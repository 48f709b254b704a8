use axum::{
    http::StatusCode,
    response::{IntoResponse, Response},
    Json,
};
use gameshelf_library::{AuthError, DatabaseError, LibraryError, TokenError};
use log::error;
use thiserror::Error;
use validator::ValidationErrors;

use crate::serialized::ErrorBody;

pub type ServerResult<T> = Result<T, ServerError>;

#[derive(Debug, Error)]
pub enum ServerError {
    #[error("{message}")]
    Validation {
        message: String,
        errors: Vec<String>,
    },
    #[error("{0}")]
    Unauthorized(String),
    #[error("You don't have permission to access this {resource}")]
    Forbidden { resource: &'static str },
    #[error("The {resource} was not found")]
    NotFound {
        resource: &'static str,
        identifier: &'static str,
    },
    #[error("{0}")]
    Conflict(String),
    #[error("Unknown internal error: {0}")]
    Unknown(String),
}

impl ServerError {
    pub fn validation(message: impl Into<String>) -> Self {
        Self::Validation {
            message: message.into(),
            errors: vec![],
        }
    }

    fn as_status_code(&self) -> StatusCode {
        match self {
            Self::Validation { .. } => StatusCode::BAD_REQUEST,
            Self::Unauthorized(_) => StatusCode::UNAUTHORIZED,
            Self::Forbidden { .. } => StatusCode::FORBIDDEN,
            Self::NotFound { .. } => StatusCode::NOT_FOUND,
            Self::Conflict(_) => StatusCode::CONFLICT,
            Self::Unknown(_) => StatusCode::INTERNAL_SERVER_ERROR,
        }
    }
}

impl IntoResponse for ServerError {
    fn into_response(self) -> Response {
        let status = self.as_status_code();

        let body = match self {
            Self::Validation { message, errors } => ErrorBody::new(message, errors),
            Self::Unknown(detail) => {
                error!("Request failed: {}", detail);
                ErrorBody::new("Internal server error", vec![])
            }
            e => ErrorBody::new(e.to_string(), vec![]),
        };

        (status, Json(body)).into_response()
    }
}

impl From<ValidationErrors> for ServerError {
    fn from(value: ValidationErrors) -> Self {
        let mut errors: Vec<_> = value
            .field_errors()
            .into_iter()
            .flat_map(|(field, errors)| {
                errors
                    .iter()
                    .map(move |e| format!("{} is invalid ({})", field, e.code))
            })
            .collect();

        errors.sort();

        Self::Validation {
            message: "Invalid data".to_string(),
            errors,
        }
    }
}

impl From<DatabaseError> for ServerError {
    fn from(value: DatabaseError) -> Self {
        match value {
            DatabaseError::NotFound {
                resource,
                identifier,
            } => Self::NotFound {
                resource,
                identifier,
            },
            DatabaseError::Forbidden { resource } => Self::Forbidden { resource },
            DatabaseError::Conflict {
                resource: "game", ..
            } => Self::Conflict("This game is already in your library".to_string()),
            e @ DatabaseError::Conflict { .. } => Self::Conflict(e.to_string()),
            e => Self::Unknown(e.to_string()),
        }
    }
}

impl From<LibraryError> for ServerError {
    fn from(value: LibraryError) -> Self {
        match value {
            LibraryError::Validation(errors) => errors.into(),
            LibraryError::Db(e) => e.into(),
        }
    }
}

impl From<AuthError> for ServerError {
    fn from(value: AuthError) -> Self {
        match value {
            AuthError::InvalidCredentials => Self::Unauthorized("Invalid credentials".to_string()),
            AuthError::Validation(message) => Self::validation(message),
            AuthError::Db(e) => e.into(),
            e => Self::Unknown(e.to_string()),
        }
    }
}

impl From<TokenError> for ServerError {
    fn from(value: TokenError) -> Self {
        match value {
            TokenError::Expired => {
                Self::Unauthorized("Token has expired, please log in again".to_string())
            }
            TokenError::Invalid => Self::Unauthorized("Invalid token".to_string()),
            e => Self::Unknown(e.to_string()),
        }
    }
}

==================================================

§ **Goal of the exercise**
Return every line of the material in which the word "detail" is found.

§ **Expected answer**
            Self::Unknown(detail) => {
                error!("Request failed: {}", detail);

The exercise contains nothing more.